Overview

TestServer and TestCluster are two frameworks we built to create Go unit tests for CockroachDB:

TestServer simulates a single CockroachDB node.
TestCluster simulates a multi-node CockroachDB cluster. Each node is simulated using one TestServer.

By default, TestServer uses in-RAM storage (not persisted) to make tests faster.

For integration tests, consider using roachtest instead.

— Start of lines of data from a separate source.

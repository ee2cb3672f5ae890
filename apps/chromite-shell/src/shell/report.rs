//! Chrome state report.

use ch_chrome::BootstrapSummary;
use ch_chrome::ChromeRuntime;
use ch_nav::DrawerState;
use ch_scroll::HeaderVisibility;
use ch_search::PanelState;

pub(crate) fn print(runtime: &ChromeRuntime, summary: &BootstrapSummary, page: &str) {
    println!("chrome report for {page}");

    if summary.prefix.is_empty() {
        println!("  base prefix: (root)");
    } else {
        println!("  base prefix: {}", summary.prefix);
    }

    println!(
        "  partials: header {}, footer {}",
        injected(summary.injected.header),
        injected(summary.injected.footer)
    );

    match runtime.active_link_href() {
        Some(href) => println!("  active link: {href}"),
        None => println!("  active link: none"),
    }

    match runtime.nav() {
        Some(nav) => println!(
            "  nav: drawer {}, open submenus {}",
            drawer(nav.drawer()),
            nav.open_submenu_count()
        ),
        None => println!("  nav: not present"),
    }

    match runtime.header_visibility() {
        Some(visibility) => println!("  header: {}", header(visibility)),
        None => println!("  header: not present"),
    }

    match runtime.search() {
        Some(search) => {
            println!(
                "  search: {}, {} documents indexed",
                panel(search.state()),
                search.document_count()
            );
            if !search.query().is_empty() {
                match search.rendered_results() {
                    Some(count) => {
                        println!("  search query: `{}` ({count} results)", search.query());
                    }
                    None => println!("  search query: `{}` (nothing rendered)", search.query()),
                }
            }
        }
        None => println!("  search: not present"),
    }
}

fn injected(done: bool) -> &'static str {
    if done { "injected" } else { "skipped" }
}

fn drawer(state: DrawerState) -> &'static str {
    match state {
        DrawerState::Collapsed => "collapsed",
        DrawerState::Expanded => "expanded",
    }
}

fn header(visibility: HeaderVisibility) -> &'static str {
    match visibility {
        HeaderVisibility::Visible => "visible",
        HeaderVisibility::Hidden => "hidden",
    }
}

fn panel(state: PanelState) -> &'static str {
    match state {
        PanelState::Closed => "closed",
        PanelState::OpenEmpty => "open, no query",
        PanelState::OpenResults => "open, results rendered",
    }
}
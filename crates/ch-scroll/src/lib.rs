//! Scroll-reveal header controller.
//!
//! Hides the site header while the reader scrolls down past a threshold and
//! reveals it promptly on upward movement or near the top of the page. The
//! hysteresis accumulators keep small jitters and single direction flips
//! from flickering the header.

use ch_dom::Document;
use ch_dom::NodeId;

const VISIBLE_CLASS: &str = "header-visible";
const HIDDEN_CLASS: &str = "header-hidden";

/// Scroll offsets at or below the top lock always show the header.
const TOP_LOCK: f64 = 8.0;

/// Hysteresis thresholds, in CSS pixels.
#[derive(Debug, Clone, Copy, PartialEq)]
pub struct RevealParams {
    /// Minimum per-event scroll change that counts as movement.
    pub min_delta: f64,
    /// Offset from the top before hiding is permitted at all.
    pub hide_after: f64,
    /// Accumulated same-direction movement required to flip state.
    pub reveal_after: f64,
    /// Zone near the top in which the header is forced visible.
    pub near_top: f64,
}

impl Default for RevealParams {
    fn default() -> Self {
        Self {
            min_delta: 2.0,
            hide_after: 120.0,
            reveal_after: 10.0,
            near_top: 80.0,
        }
    }
}

#[derive(Debug, Clone, Copy, PartialEq, Eq)]
pub enum HeaderVisibility {
    Visible,
    Hidden,
}

#[derive(Debug, Clone, Copy, PartialEq, Eq)]
enum ScrollDirection {
    Up,
    Down,
}

/// Per-load scroll state. Mutated only through [`HeaderRevealController`].
#[derive(Debug, Clone, Copy)]
struct RevealState {
    last_y: f64,
    last_direction: ScrollDirection,
    up_accumulated: f64,
    down_accumulated: f64,
    frame_scheduled: bool,
}

/// Drives the `header-visible`/`header-hidden` classes on the site header.
#[derive(Debug)]
pub struct HeaderRevealController {
    header: NodeId,
    params: RevealParams,
    state: RevealState,
    visibility: HeaderVisibility,
}

impl HeaderRevealController {
    /// Sets up the controller against an existing header element. The header
    /// starts visible at the given scroll offset, matching first paint.
    pub fn new(doc: &mut Document, header: NodeId, params: RevealParams, initial_y: f64) -> Self {
        let controller = Self {
            header,
            params,
            state: RevealState {
                last_y: initial_y,
                last_direction: ScrollDirection::Down,
                up_accumulated: 0.0,
                down_accumulated: 0.0,
                frame_scheduled: false,
            },
            visibility: HeaderVisibility::Visible,
        };
        controller.apply(doc);
        controller
    }

    pub fn visibility(&self) -> HeaderVisibility {
        self.visibility
    }

    /// Called on every scroll event. Returns `true` when a frame evaluation
    /// should be scheduled; events arriving while one is pending coalesce.
    pub fn on_scroll(&mut self) -> bool {
        if self.state.frame_scheduled {
            return false;
        }
        self.state.frame_scheduled = true;
        true
    }

    /// Runs the pending frame evaluation at the current scroll offset. A
    /// frame with nothing scheduled is a no-op.
    pub fn on_frame(&mut self, doc: &mut Document, current_y: f64) {
        if !self.state.frame_scheduled {
            return;
        }
        self.state.frame_scheduled = false;
        self.evaluate(current_y);
        self.apply(doc);
    }

    fn evaluate(&mut self, current_y: f64) {
        let state = &mut self.state;

        if current_y <= TOP_LOCK {
            self.visibility = HeaderVisibility::Visible;
            state.up_accumulated = 0.0;
            state.down_accumulated = 0.0;
            state.last_y = current_y;
            return;
        }

        let delta = current_y - state.last_y;
        if delta.abs() < self.params.min_delta {
            // Deliberately leaves last_y untouched: sub-threshold jitters
            // keep accumulating against the last meaningful position.
            return;
        }

        let direction = if delta > 0.0 {
            ScrollDirection::Down
        } else {
            ScrollDirection::Up
        };
        if direction != state.last_direction {
            state.up_accumulated = 0.0;
            state.down_accumulated = 0.0;
            state.last_direction = direction;
        }

        match direction {
            ScrollDirection::Down => {
                state.down_accumulated += delta;
                if current_y > self.params.hide_after
                    && state.down_accumulated > self.params.reveal_after
                {
                    self.visibility = HeaderVisibility::Hidden;
                }
            }
            ScrollDirection::Up => {
                state.up_accumulated += delta.abs();
                if state.up_accumulated > self.params.reveal_after
                    || current_y < self.params.near_top
                {
                    self.visibility = HeaderVisibility::Visible;
                }
            }
        }

        state.last_y = current_y;
    }

    fn apply(&self, doc: &mut Document) {
        match self.visibility {
            HeaderVisibility::Visible => {
                doc.remove_class(self.header, HIDDEN_CLASS);
                doc.add_class(self.header, VISIBLE_CLASS);
            }
            HeaderVisibility::Hidden => {
                doc.remove_class(self.header, VISIBLE_CLASS);
                doc.add_class(self.header, HIDDEN_CLASS);
            }
        }
    }
}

See: the page Roachtest vs TestServer for details.

Here are the main differences between a regular CockroachDB node (e.g. one started via cockroach start) and one simulated via TestServer:

Component

Behavior in cockroach start

Behavior in TestServer

SQL, HTTP and KV layers

identical

Coordination glue around SQL/HTTP/KV to create an overall running server (topLevelServer in code)

identical

Server configuration

Via CLI flags, defaults useful for production deployments.

Via TestServerArgs struct; defaults useful for testing.

For example, KV storage is in-RAM by default (no persistence) to make tests faster. There is also a predefined TLS configuration with a self-signed CA.

Of note, cockroach demo uses TestServer under the hood so all the properties and limitations of TestServer apply to cockroach demo as well.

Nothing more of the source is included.